# Tutorial 4: Training with PyTorch Lightning

**WSmart+ Route Tutorial Series**

This tutorial covers end-to-end training of neural routing models using reinforcement learning. You'll learn:

1. The **configuration system** (`Config`, `EnvConfig`, `ModelConfig`, etc.)
2. **REINFORCE** training with different baselines
3. **PPO** training with a critic network
4. The `create_model()` high-level helper
5. **Monitoring** training progress
6. **Saving and loading** trained models

**Previous**: [03_models_and_policies.ipynb](03_models_and_policies.ipynb) | **Next**: [05_evaluation_and_decoding.ipynb](05_evaluation_and_decoding.ipynb)

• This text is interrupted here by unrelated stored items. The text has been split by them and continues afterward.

use http::Method;
use smallvec::SmallVec;

/// Methods a method map may carry through the CORS wrapper by default.
pub const DEFAULT_ROUTE_METHODS: [Method; 7] = [
    Method::GET,
    Method::POST,
    Method::PUT,
    Method::DELETE,
    Method::PATCH,
    Method::OPTIONS,
    Method::HEAD,
];

/// Set of HTTP methods accepted in method maps
///
/// Methods outside the set are dropped from method maps when a route table is
/// wrapped. The set is plain configuration, so extension methods (or `TRACE`)
/// can be admitted without touching the wrapper.
///
/// ```rust
/// use http::Method;
/// use route_cors::route::MethodSet;
///
/// let set = MethodSet::standard().with(Method::TRACE);
/// assert!(set.contains(&Method::TRACE));
/// assert!(set.contains(&Method::PATCH));
/// ```
#[derive(Debug, Clone, PartialEq, Eq)]
pub struct MethodSet {
    methods: SmallVec<[Method; 8]>,
}

impl MethodSet {
    /// GET, POST, PUT, DELETE, PATCH, OPTIONS and HEAD
    #[must_use]
    pub fn standard() -> Self {
        DEFAULT_ROUTE_METHODS.into_iter().collect()
    }

    /// A set with no methods (every method-map entry loses all its handlers
    /// and keeps only the synthesized preflight).
    #[must_use]
    pub fn empty() -> Self {
        Self {
            methods: SmallVec::new(),
        }
    }

    /// Admit an additional method
    #[must_use]
    pub fn with(mut self, method: Method) -> Self {
        if !self.contains(&method) {
            self.methods.push(method);
        }
        self
    }

    /// Remove a method from the set
    #[must_use]
    pub fn without(mut self, method: &Method) -> Self {
        self.methods.retain(|m| m != method);
        self
    }

    #[inline]
    #[must_use]
    pub fn contains(&self, method: &Method) -> bool {
        self.methods.iter().any(|m| m == method)
    }

    pub fn iter(&self) -> impl Iterator<Item = &Method> {
        self.methods.iter()
    }

    #[must_use]
    pub fn len(&self) -> usize {
        self.methods.len()
    }

    #[must_use]
    pub fn is_empty(&self) -> bool {
        self.methods.is_empty()
    }
}

impl Default for MethodSet {
    fn default() -> Self {
        Self::standard()
    }
}

impl FromIterator<Method> for MethodSet {
    fn from_iter<I: IntoIterator<Item = Method>>(iter: I) -> Self {
        iter.into_iter().fold(Self::empty(), MethodSet::with)
    }
}

#[cfg(test)]
mod tests {
    use super::*;

    #[test]
    fn test_standard_set_matches_default_methods() {
        let set = MethodSet::standard();
        assert_eq!(set.len(), 7);
        for method in DEFAULT_ROUTE_METHODS.iter() {
            assert!(set.contains(method), "{method} missing");
        }
        assert!(!set.contains(&Method::TRACE));
        assert!(!set.contains(&Method::CONNECT));
    }

    #[test]
    fn test_extension_methods() {
        let purge = Method::from_bytes(b"PURGE").unwrap();
        let set = MethodSet::standard().with(purge.clone()).without(&Method::HEAD);
        assert!(set.contains(&purge));
        assert!(!set.contains(&Method::HEAD));
        assert_eq!(set.len(), 7);
        assert_eq!(set.iter().last(), Some(&purge));
        assert!(MethodSet::empty().iter().next().is_none());
    }

    #[test]
    fn test_duplicates_collapse() {
        let set: MethodSet = [Method::GET, Method::GET, Method::POST].into_iter().collect();
        assert_eq!(set.len(), 2);
    }
}
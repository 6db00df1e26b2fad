//! # Route Module
//!
//! Route tables as handed to a host HTTP server: a map from opaque path key to
//! a [`RouteEntry`].
//!
//! ## Entry Shapes
//!
//! | Variant | Meaning |
//! |---------|---------|
//! | [`RouteEntry::Handler`] | one handler for every method on the path |
//! | [`RouteEntry::Methods`] | a [`MethodMap`] from `http::Method` to handler |
//! | [`RouteEntry::Static`] | a pre-built response used as a status/headers template |
//!
//! ## Method Set
//!
//! [`MethodSet`] lists the methods a method map may keep when the table is
//! wrapped for CORS. The default is [`DEFAULT_ROUTE_METHODS`]:
//! GET, POST, PUT, DELETE, PATCH, OPTIONS, HEAD.
//!
//! ## Example
//!
//! ```rust
//! use http::Method;
//! use route_cors::handler::{sync_handler, HandlerResponse};
//! use route_cors::route::{RouteEntry, RouteTable};
//!
//! let table = RouteTable::new()
//!     .route("/health", HandlerResponse::empty(204))
//!     .route("/echo", sync_handler(|req| HandlerResponse::json(200, serde_json::json!(req.path))))
//!     .route(
//!         "/pets/{id}",
//!         RouteEntry::methods([(Method::GET, sync_handler(|_| HandlerResponse::empty(200)))]),
//!     );
//! assert_eq!(table.len(), 3);
//! ```

mod error;
mod methods;
mod table;

pub use error::RouteError;
pub use methods::{MethodSet, DEFAULT_ROUTE_METHODS};
pub use table::{MethodMap, RouteEntry, RouteTable};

> **Note**: This tutorial uses small problem sizes and few epochs for fast execution on CPU. For real training, use GPU with larger settings.

In [None]:
import os
import sys
import warnings

warnings.filterwarnings("ignore")

PROJECT_ROOT = os.path.abspath(os.path.join(os.getcwd(), "..", ".."))
if PROJECT_ROOT not in sys.path:
    sys.path.insert(0, PROJECT_ROOT)

import matplotlib.pyplot as plt
import numpy as np
import torch

torch.manual_seed(42)
np.random.seed(42)
device = torch.device("cuda" if torch.cuda.is_available() else "cpu")
print(f"Using device: {device}")

---
## 1. Configuration System

WSmart+ Route uses a hierarchy of dataclasses to configure all aspects of training.

In [None]:
from logic.src.configs import Config, EnvConfig, ModelConfig, OptimConfig, RLConfig, TrainConfig

# Create a configuration for a small training run
cfg = Config(
    env=EnvConfig(
        name="vrpp",
        num_loc=20,
    ),
    model=ModelConfig(
        name="am",
        embed_dim=64,
        num_encoder_layers=2,
        num_decoder_layers=2,
        n_heads=4,
    ),
    train=TrainConfig(
        n_epochs=3,
        batch_size=64,
        train_data_size=640,   # Small for tutorial
        val_data_size=128,
        num_workers=0,
        precision="32-true",   # Use full precision for CPU
    ),
    optim=OptimConfig(
        optimizer="adam",
        lr=1e-4,
    ),
    rl=RLConfig(
        algorithm="reinforce",
        baseline="rollout",
    ),
    device="cpu",
    seed=42,
)

print("Configuration Summary:")
print(f"  Environment:  {cfg.env.name} with {cfg.env.num_loc} nodes")
print(f"  Model:        {cfg.model.name} (embed={cfg.model.embed_dim}, layers={cfg.model.num_encoder_layers})")
print(f"  Training:     {cfg.train.n_epochs} epochs, batch_size={cfg.train.batch_size}")
print(f"  RL Algorithm: {cfg.rl.algorithm} with {cfg.rl.baseline} baseline")
print(f"  Optimizer:    {cfg.optim.optimizer}, lr={cfg.optim.lr}")

---
## 2. Building Components Manually

Before using the high-level `create_model()`, let's understand each component.

In [None]:
from logic.src.envs import get_env
from logic.src.models.policies import AttentionModelPolicy
from logic.src.pipeline.rl import REINFORCE

# Step 1: Create environment
env = get_env("vrpp", num_loc=20)
print(f"Environment: {env.name}")

# Step 2: Create policy (neural network)
policy = AttentionModelPolicy(
    env_name="vrpp",
    embed_dim=64,
    n_encode_layers=2,
    n_decode_layers=2,
    n_heads=4,
)
print(f"Policy: {type(policy).__name__} ({sum(p.numel() for p in policy.parameters()):,} params)")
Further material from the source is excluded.